I’m trying to be optimistic.

  • The coffeepot lives in my room now.
  • I’m getting married in March.
  • I’ll have time to read the “for fun” books I’ve been accumulating since I started school—probably close to a hundred of them.
  • I get to work on refining some of my undergraduate work for graduate application writing samples.
  • I get to do my own research for fun.
  • I’ll have time to write more.
  • I’ll have time to pick my German lessons up again.
  • I can focus hard on grad school research.

These are big changes in my life. Before, I worked part-time, I hung out with my friends and my fiancé, and I did school. I went to school, read for school, researched for school, thought about school, wrote for school. Most of my time was tied up in school things. As much as I love that, I’d be lying if I told you that I didn’t need a break.

I’ve been making a few adjustments ahead of the big change because I’m a conscientious and intentional planner.

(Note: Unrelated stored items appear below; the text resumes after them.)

use bincode::{Decode, Encode};
use serde::{Deserialize, Serialize};

use crate::data::position::SkyPosition;
use crate::data::source::Source;
use crate::geometry::{self, TangentPlane};

/// Estimator used for derived patch positions.
#[derive(Clone, Copy, Debug, Default, PartialEq, Eq, Serialize, Deserialize, Encode, Decode)]
pub enum CentroidMode {
    /// Stokes-I-weighted tangent-plane centroid of the members.
    #[default]
    FluxWeighted,
    /// Unweighted tangent-plane centroid.
    Mean,
    /// Center of the tangent-plane bounding box of the members.
    Midpoint,
}

/// Representative position of a patch.
///
/// A pinned position was set explicitly and is never touched by membership
/// changes; a derived position is a lazily filled cache (`None` = stale)
/// recomputed from the members on the next read.
#[derive(Clone, Copy, Debug, PartialEq, Serialize, Deserialize, Encode, Decode)]
pub enum PatchPosition {
    Pinned(SkyPosition),
    Derived(Option<SkyPosition>),
}

/// A named group of sources calibrated as one direction on the sky.
#[derive(Clone, Debug, PartialEq, Serialize, Deserialize, Encode, Decode)]
pub struct Patch {
    name: String,
    /// Member source indices into the owning table, in insertion order.
    pub(crate) members: Vec<usize>,
    pub(crate) position: PatchPosition,
}

impl Patch {
    pub(crate) fn new(name: &str) -> Patch {
        Patch {
            name: name.to_string(),
            members: Vec::new(),
            position: PatchPosition::Derived(None),
        }
    }

    pub fn name(&self) -> &str {
        &self.name
    }

    pub fn num_members(&self) -> usize {
        self.members.len()
    }

    pub fn is_pinned(&self) -> bool {
        matches!(self.position, PatchPosition::Pinned(_))
    }

    /// Marks a derived position stale; pinned positions are left alone.
    pub(crate) fn invalidate(&mut self) {
        if let PatchPosition::Derived(_) = self.position {
            self.position = PatchPosition::Derived(None);
        }
    }

    /// Resolves the representative position, recomputing and caching the
    /// derived value if it is stale. `sources` is the owning table's source
    /// slice; the patch must have at least one member.
    pub(crate) fn resolve(&mut self, sources: &[Source], mode: CentroidMode) -> SkyPosition {
        match self.position {
            PatchPosition::Pinned(position) => position,
            PatchPosition::Derived(Some(position)) => position,
            PatchPosition::Derived(None) => {
                let position = self.compute_position(sources, mode);
                self.position = PatchPosition::Derived(Some(position));
                position
            }
        }
    }

    fn compute_position(&self, sources: &[Source], mode: CentroidMode) -> SkyPosition {
        debug_assert!(!self.members.is_empty());
        let positions: Vec<(f64, f64)> = self
            .members
            .iter()
            .map(|&i| (sources[i].position.ra, sources[i].position.dec))
            .collect();
        let (ra, dec) = match mode {
            CentroidMode::FluxWeighted => {
                let weights: Vec<f64> = self
                    .members
                    .iter()
                    .map(|&i| sources[i].flux.weight())
                    .collect();
                geometry::weighted_centroid(&positions, &weights)
            }
            CentroidMode::Mean => {
                let weights = vec![1.0; positions.len()];
                geometry::weighted_centroid(&positions, &weights)
            }
            CentroidMode::Midpoint => {
                let (ra0, dec0) = geometry::spherical_mean(&positions);
                let plane = TangentPlane::new(ra0, dec0);
                let (mut x_lo, mut x_hi) = (f64::INFINITY, f64::NEG_INFINITY);
                let (mut y_lo, mut y_hi) = (f64::INFINITY, f64::NEG_INFINITY);
                for &(ra, dec) in &positions {
                    let (x, y) = plane.project(ra, dec);
                    x_lo = x_lo.min(x);
                    x_hi = x_hi.max(x);
                    y_lo = y_lo.min(y);
                    y_hi = y_hi.max(y);
                }
                plane.deproject((x_lo + x_hi) * 0.5, (y_lo + y_hi) * 0.5)
            }
        };
        SkyPosition::new(ra, dec)
    }
}
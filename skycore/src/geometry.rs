//! Spherical geometry helpers: great-circle separations, unit-vector
//! conversions, and the gnomonic tangent-plane projection used for patch
//! centroids.

use nalgebra::Vector3;

/// Exact great-circle separation between two positions, in degrees.
///
/// Haversine formulation, stable for small separations where the dot-product
/// form loses precision. Same formulation as the accelerated grouping path,
/// so borderline pairs evaluate identically on both.
pub fn angular_separation_deg(ra1: f64, dec1: f64, ra2: f64, dec2: f64) -> f64 {
    let half_ddec = ((dec2 - dec1) * 0.5).to_radians().sin();
    let half_dra = ((ra2 - ra1) * 0.5).to_radians().sin();
    let h = half_ddec * half_ddec
        + dec1.to_radians().cos() * dec2.to_radians().cos() * half_dra * half_dra;
    2.0 * h.sqrt().min(1.0).asin().to_degrees()
}

/// Unit direction vector for (RA, Dec) in degrees.
pub fn radec_to_unit(ra_deg: f64, dec_deg: f64) -> Vector3<f64> {
    let (ra, dec) = (ra_deg.to_radians(), dec_deg.to_radians());
    Vector3::new(dec.cos() * ra.cos(), dec.cos() * ra.sin(), dec.sin())
}

/// (RA, Dec) in degrees for a direction vector, RA wrapped to [0, 360).
pub fn unit_to_radec(v: &Vector3<f64>) -> (f64, f64) {
    let ra = v.y.atan2(v.x).to_degrees().rem_euclid(360.0);
    let dec = (v.z / v.norm()).clamp(-1.0, 1.0).asin().to_degrees();
    (ra, dec)
}

/// Unweighted mean direction of a set of positions, in degrees.
///
/// Computed as the normalized vector sum, which is well defined across the
/// RA seam and at the poles. Falls back to the first position if the vectors
/// cancel (antipodal degeneracy).
pub fn spherical_mean(positions: &[(f64, f64)]) -> (f64, f64) {
    let sum: Vector3<f64> = positions
        .iter()
        .map(|&(ra, dec)| radec_to_unit(ra, dec))
        .sum();
    if sum.norm() < 1e-12 {
        return positions[0];
    }
    unit_to_radec(&sum)
}

/// Gnomonic projection about a fixed center.
///
/// Offsets are in radians on the plane tangent to the sphere at the center,
/// with x increasing towards local east and y towards north.
pub struct TangentPlane {
    center: Vector3<f64>,
    east: Vector3<f64>,
    north: Vector3<f64>,
}

impl TangentPlane {
    pub fn new(ra_deg: f64, dec_deg: f64) -> Self {
        let center = radec_to_unit(ra_deg, dec_deg);
        let ra = ra_deg.to_radians();
        let east = Vector3::new(-ra.sin(), ra.cos(), 0.0);
        let north = center.cross(&east);
        TangentPlane {
            center,
            east,
            north,
        }
    }

    pub fn project(&self, ra_deg: f64, dec_deg: f64) -> (f64, f64) {
        let v = radec_to_unit(ra_deg, dec_deg);
        // Positions at or beyond 90 deg from the center have no gnomonic
        // image; clamp the denominator so they land far out on the plane.
        let d = v.dot(&self.center).max(1e-9);
        (v.dot(&self.east) / d, v.dot(&self.north) / d)
    }

    pub fn deproject(&self, x: f64, y: f64) -> (f64, f64) {
        let v = self.center + self.east * x + self.north * y;
        unit_to_radec(&v)
    }
}

/// Weighted tangent-plane centroid of a set of positions, in degrees.
///
/// Positions are projected about their unweighted spherical mean, averaged
/// with the given weights (non-positive weights contribute nothing), and the
/// mean offset is projected back onto the sphere. If no weight is positive
/// the result is the unweighted centroid. `positions` must be non-empty and
/// the same length as `weights`.
pub fn weighted_centroid(positions: &[(f64, f64)], weights: &[f64]) -> (f64, f64) {
    debug_assert_eq!(positions.len(), weights.len());
    let (ra0, dec0) = spherical_mean(positions);
    let plane = TangentPlane::new(ra0, dec0);

    let total: f64 = weights.iter().filter(|w| **w > 0.0).sum();
    let (mut x, mut y) = (0.0, 0.0);
    if total > 0.0 {
        for (&(ra, dec), &w) in positions.iter().zip(weights) {
            if w > 0.0 {
                let (px, py) = plane.project(ra, dec);
                x += w * px;
                y += w * py;
            }
        }
        x /= total;
        y /= total;
    } else {
        for &(ra, dec) in positions {
            let (px, py) = plane.project(ra, dec);
            x += px;
            y += py;
        }
        x /= positions.len() as f64;
        y /= positions.len() as f64;
    }
    plane.deproject(x, y)
}
//! Weighted tessellation: nearest-anchor assignment with iterative
//! flux-weighted anchor relaxation on the sphere (a spherical Lloyd
//! iteration over great-circle distance).

use std::cmp::Reverse;

use itertools::Itertools;
use log::debug;
use ordered_float::OrderedFloat;
use rayon::prelude::*;

use crate::algorithm::grouping::TessellationSeed;
use crate::data::source::Source;
use crate::geometry::{angular_separation_deg, weighted_centroid};

/// Relaxation rounds after which the iteration stops even without
/// convergence, so a flip-flopping assignment cannot loop forever.
pub(crate) const MAX_ITERATIONS: usize = 50;

/// Assigns every source to one anchor. Labels are anchor indices; anchors
/// that attract no sources leave a gap, which the caller renumbers away.
pub(crate) fn partition(sources: &[Source], seed: &TessellationSeed) -> Vec<usize> {
    let positions: Vec<(f64, f64)> = sources
        .iter()
        .map(|s| (s.position.ra, s.position.dec))
        .collect();
    let weights: Vec<f64> = sources.iter().map(|s| s.flux.weight()).collect();

    let mut anchors: Vec<(f64, f64)> = match seed {
        TessellationSeed::Anchors(anchors) => anchors.iter().map(|a| (a.ra, a.dec)).collect(),
        TessellationSeed::Count(num_patches) => seed_brightest(sources, *num_patches),
    };

    let mut assignment = assign(&positions, &anchors);
    for round in 0..MAX_ITERATIONS {
        relax(&mut anchors, &positions, &weights, &assignment);
        let next = assign(&positions, &anchors);
        if next == assignment {
            debug!("tessellation converged after {} rounds", round + 1);
            return next;
        }
        assignment = next;
    }
    debug!("tessellation stopped at the iteration cap");
    assignment
}

/// Anchor positions for a count seed: the K brightest sources by Stokes I,
/// ties broken by insertion order.
fn seed_brightest(sources: &[Source], num_patches: usize) -> Vec<(f64, f64)> {
    sources
        .iter()
        .enumerate()
        .sorted_by_key(|(idx, source)| (Reverse(OrderedFloat(source.flux.i)), *idx))
        .take(num_patches)
        .map(|(_, source)| (source.position.ra, source.position.dec))
        .collect()
}

/// Nearest anchor per position under great-circle distance; ties go to the
/// lowest anchor index.
fn assign(positions: &[(f64, f64)], anchors: &[(f64, f64)]) -> Vec<usize> {
    positions
        .par_iter()
        .map(|&(ra, dec)| {
            let mut best = 0usize;
            let mut best_distance = f64::INFINITY;
            for (anchor_idx, &(anchor_ra, anchor_dec)) in anchors.iter().enumerate() {
                let distance = angular_separation_deg(ra, dec, anchor_ra, anchor_dec);
                if distance < best_distance {
                    best_distance = distance;
                    best = anchor_idx;
                }
            }
            best
        })
        .collect()
}

/// Moves every anchor with members to the flux-weighted centroid of its
/// members; empty anchors stay where they are.
fn relax(
    anchors: &mut [(f64, f64)],
    positions: &[(f64, f64)],
    weights: &[f64],
    assignment: &[usize],
) {
    for (anchor_idx, anchor) in anchors.iter_mut().enumerate() {
        let member_positions: Vec<(f64, f64)> = assignment
            .iter()
            .zip(positions)
            .filter(|(&a, _)| a == anchor_idx)
            .map(|(_, &p)| p)
            .collect();
        if member_positions.is_empty() {
            continue;
        }
        let member_weights: Vec<f64> = assignment
            .iter()
            .zip(weights)
            .filter(|(&a, _)| a == anchor_idx)
            .map(|(_, &w)| w)
            .collect();
        *anchor = weighted_centroid(&member_positions, &member_weights);
    }
}

#[cfg(test)]
mod tests {
    use super::*;
    use crate::data::position::SkyPosition;

    fn sources(rows: &[(f64, f64, f64)]) -> Vec<Source> {
        rows.iter()
            .enumerate()
            .map(|(i, &(ra, dec, flux))| {
                Source::point(&format!("src{}", i), SkyPosition::new(ra, dec), flux).unwrap()
            })
            .collect()
    }

    #[test]
    fn test_seed_brightest_orders_by_flux_then_insertion() {
        let sources = sources(&[
            (10.0, 0.0, 1.0),
            (20.0, 0.0, 5.0),
            (30.0, 0.0, 5.0),
            (40.0, 0.0, 2.0),
        ]);
        let anchors = seed_brightest(&sources, 3);
        assert_eq!(anchors[0].0, 20.0);
        assert_eq!(anchors[1].0, 30.0);
        assert_eq!(anchors[2].0, 40.0);
    }

    #[test]
    fn test_two_clumps_split_cleanly() {
        let sources = sources(&[
            (10.0, 0.0, 5.0),
            (10.2, 0.1, 1.0),
            (9.9, -0.1, 1.0),
            (200.0, 40.0, 4.0),
            (200.3, 40.1, 1.0),
        ]);
        let labels = partition(&sources, &TessellationSeed::Count(2));
        assert_eq!(labels[0], labels[1]);
        assert_eq!(labels[1], labels[2]);
        assert_eq!(labels[3], labels[4]);
        assert_ne!(labels[0], labels[3]);
    }

    #[test]
    fn test_every_source_gets_assigned() {
        let sources = sources(&[
            (0.0, 10.0, 1.0),
            (90.0, -10.0, 2.0),
            (180.0, 30.0, 3.0),
            (270.0, -30.0, 4.0),
            (45.0, 0.0, 0.5),
            (135.0, 5.0, 0.1),
        ]);
        let labels = partition(&sources, &TessellationSeed::Count(3));
        assert_eq!(labels.len(), 6);
        assert!(labels.iter().all(|&l| l < 3));
    }

    #[test]
    fn test_explicit_anchors_and_tie_to_lowest_index() {
        let sources = sources(&[(50.0, 0.0, 1.0)]);
        // Both anchors are equidistant from the only source.
        let anchors = TessellationSeed::Anchors(vec![
            SkyPosition::new(49.0, 0.0),
            SkyPosition::new(51.0, 0.0),
        ]);
        let labels = partition(&sources, &anchors);
        assert_eq!(labels, vec![0]);
    }

    #[test]
    fn test_coincident_anchors_keep_lowest() {
        let sources = sources(&[(10.0, 0.0, 1.0), (10.1, 0.0, 1.0)]);
        let anchors = TessellationSeed::Anchors(vec![
            SkyPosition::new(10.0, 0.0),
            SkyPosition::new(10.0, 0.0),
        ]);
        let labels = partition(&sources, &anchors);
        assert_eq!(labels, vec![0, 0]);
    }

    #[test]
    fn test_terminates_on_degenerate_input() {
        // All sources at the same position: must converge, not oscillate.
        let sources = sources(&[(5.0, 5.0, 1.0); 10]);
        let labels = partition(&sources, &TessellationSeed::Count(2));
        assert_eq!(labels.len(), 10);
        assert!(labels.iter().all(|&l| l == 0));
    }

    #[test]
    fn test_faint_companion_follows_bright_anchor() {
        let sources = sources(&[(10.0, 0.0, 100.0), (10.4, 0.0, 1.0), (240.0, -50.0, 50.0)]);
        let labels = partition(&sources, &TessellationSeed::Count(2));
        assert_eq!(labels[0], labels[1]);
        assert_ne!(labels[0], labels[2]);
    }
}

For example, I write to-do lists on my mirror to keep me productive. I’ve rearranged my room to give it a different energy than my school-time homework and vegging out space. Now, there’s a chair by the window to encourage writing. I’m writing this post from that chair so it must be working.

All of these changes are good things, but scary things. They are potentially very lonely things. In the real world, people don’t get excited about Chaucer or sit around and chat about sci-fi novels. Fortunately, a little independence never hurt anyone. I’m excited to do independent work, to refine my identity as a scholar and an academic in my time away from university English buildings. Maybe I’ll become a window-side sf scholar for the people in the next three months…

I’ll be keeping you posted!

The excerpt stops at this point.